Frameworks for multi-core architectures: a comprehensive evaluation using 2D/3D image registration
Hardware/Software Co-Design, Department of Computer Science, University of Erlangen-Nuremberg, Germany
Architecture of Computing Systems – ARCS 2011, Lecture Notes in Computer Science, 2011, Volume 6566/2011, 62-73
@article{membarth2011frameworks,
title={Frameworks for multi-core architectures: a comprehensive evaluation using 2D/3D image registration},
author={Membarth, R. and Hannig, F. and Teich, J. and K{\"o}rner, M. and Eckert, W.},
journal={Architecture of Computing Systems-ARCS 2011},
pages={62–73},
year={2011},
publisher={Springer}
}
The development of standard processors changed in the last years moving from bigger, more complex, and faster cores to putting several more simple cores onto one chip. This changed also the way programs are written in order to leverage the processing power of multiple cores of the same processor.
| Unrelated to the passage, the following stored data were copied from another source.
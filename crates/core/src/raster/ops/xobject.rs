//! XObject and inline image operators.
//!
//! Handles: Do, BI/ID/EI (reported by the content parser as `EI`)

use crate::model::objects::PDFStream;
use crate::raster::device::Device;
use crate::raster::image::{decode_image, expand_inline_attrs};
use crate::raster::interpreter::{MAX_FORM_DEPTH, PageInterpreter};
use crate::raster::state::{DeviceRect, MATRIX_IDENTITY, apply_matrix_pt, matrix_from_array, mult_matrix};
use crate::{PdfError, Result};
use tracing::debug;

#[allow(non_snake_case)]
impl<'a, D: Device> PageInterpreter<'a, D> {
    /// Paints a named image or form XObject.
    ///
    /// PDF operator: `Do`
    pub fn do_Do(&mut self, name: &str) -> Result<()> {
        let doc = self.doc;
        let stream = self
            .resource("XObject", name)
            .map(|x| doc.resolve(x))
            .and_then(|x| x.as_stream().ok())
            .ok_or_else(|| PdfError::InvalidArgument(format!("XObject /{name} not found")))?;
        match stream.get("Subtype").and_then(|s| s.as_name().ok()) {
            Some("Image") => self.draw_image(stream),
            Some("Form") => self.run_form(stream),
            Some("PS") => Ok(()),
            other => Err(PdfError::InvalidArgument(format!(
                "XObject /{name} has unsupported subtype {other:?}"
            ))),
        }
    }

    /// Paints an inline image.
    ///
    /// PDF operators: `BI`, `ID`, `EI`
    pub fn do_EI(&mut self, image: &PDFStream) -> Result<()> {
        let expanded = PDFStream::new(expand_inline_attrs(&image.attrs), image.get_rawdata().to_vec());
        self.draw_image(&expanded)
    }

    fn draw_image(&mut self, stream: &PDFStream) -> Result<()> {
        let image = decode_image(
            self.doc,
            stream,
            self.current_resources(),
            self.gstate.fill_color,
        )?;
        self.device.render_image(&self.gstate, &image);
        Ok(())
    }

    /// Runs a form's content inside its own state, matrix and bounding box.
    fn run_form(&mut self, form: &'a PDFStream) -> Result<()> {
        if self.form_depth >= MAX_FORM_DEPTH {
            return Err(PdfError::InvalidArgument(format!(
                "form XObjects nested deeper than {MAX_FORM_DEPTH}"
            )));
        }
        let doc = self.doc;
        let content = form.decode()?;
        let matrix = form
            .get("Matrix")
            .and_then(|m| matrix_from_array(doc.resolve(m)))
            .unwrap_or(MATRIX_IDENTITY);
        let resources = doc
            .resolve_key(&form.attrs, "Resources")
            .and_then(|r| r.as_dict().ok())
            .or_else(|| self.current_resources());

        self.do_q();
        self.gstate.ctm = mult_matrix(matrix, self.gstate.ctm);
        let bbox = doc
            .resolve_key(&form.attrs, "BBox")
            .and_then(|b| b.as_array().ok())
            .and_then(|b| b.iter().map(|v| doc.resolve(v).as_num().ok()).collect::<Option<Vec<f64>>>());
        if let Some([x0, y0, x1, y1]) = bbox.as_deref().and_then(|b| <[f64; 4]>::try_from(b).ok()) {
            let ctm = self.gstate.ctm;
            let corners = [(x0, y0), (x1, y0), (x1, y1), (x0, y1)].map(|p| apply_matrix_pt(ctm, p));
            if let Some(rect) = DeviceRect::bounding(corners) {
                self.gstate.clip = self.gstate.clip.intersect(rect);
            }
        }
        let saved_path = std::mem::take(&mut self.curpath);

        debug!(page = self.page_number, depth = self.form_depth + 1, "entering form XObject");
        self.form_depth += 1;
        self.resources.push(resources);
        self.execute(&content);
        self.resources.pop();
        self.form_depth -= 1;

        self.curpath = saved_path;
        self.do_Q();
        Ok(())
    }
}
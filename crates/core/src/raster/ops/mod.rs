//! Operator implementations by category.
//!
//! - `graphics_state`: q, Q, cm, w, J, j, M, d, gs
//! - `path`: m, l, c, v, y, h, re and the painting operators
//! - `color`: CS, cs, SC, SCN, sc, scn, G, g, RG, rg, K, k
//! - `text`: BT, Tf, Td, TD, Tm, T*, Tj, TJ
//! - `xobject`: Do and inline images

mod color;
mod graphics_state;
mod path;
mod text;
mod xobject;
//! PDF parsing modules.
//!
//! - `lexer`: tokenizer
//! - `pdf_parser`: object parser and content stream parser

pub mod lexer;
pub mod pdf_parser;

pub use lexer::{Lexer, Token};
pub use pdf_parser::{ContentParser, Operation, PDFParser};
In the beginning, programmers had to divide and distribute the work by hand to the available cores and to manage threads in order to use more than one core. Today, several frameworks exist to relieve the programmer from such tasks. In this paper, we present five such frameworks for parallelization on shared memory multi-core architectures, namely OpenMP, Cilk++, Threading Building Blocks, RapidMind, and OpenCL. To evaluate these frameworks, a real world application from medical imaging is investigated, the 2D/3D image registration. In an empirical study, a fine-grained data parallel and a coarse-grained task parallel parallelization approach are used to evaluate and estimate different aspects like usability, performance, and overhead of each framework.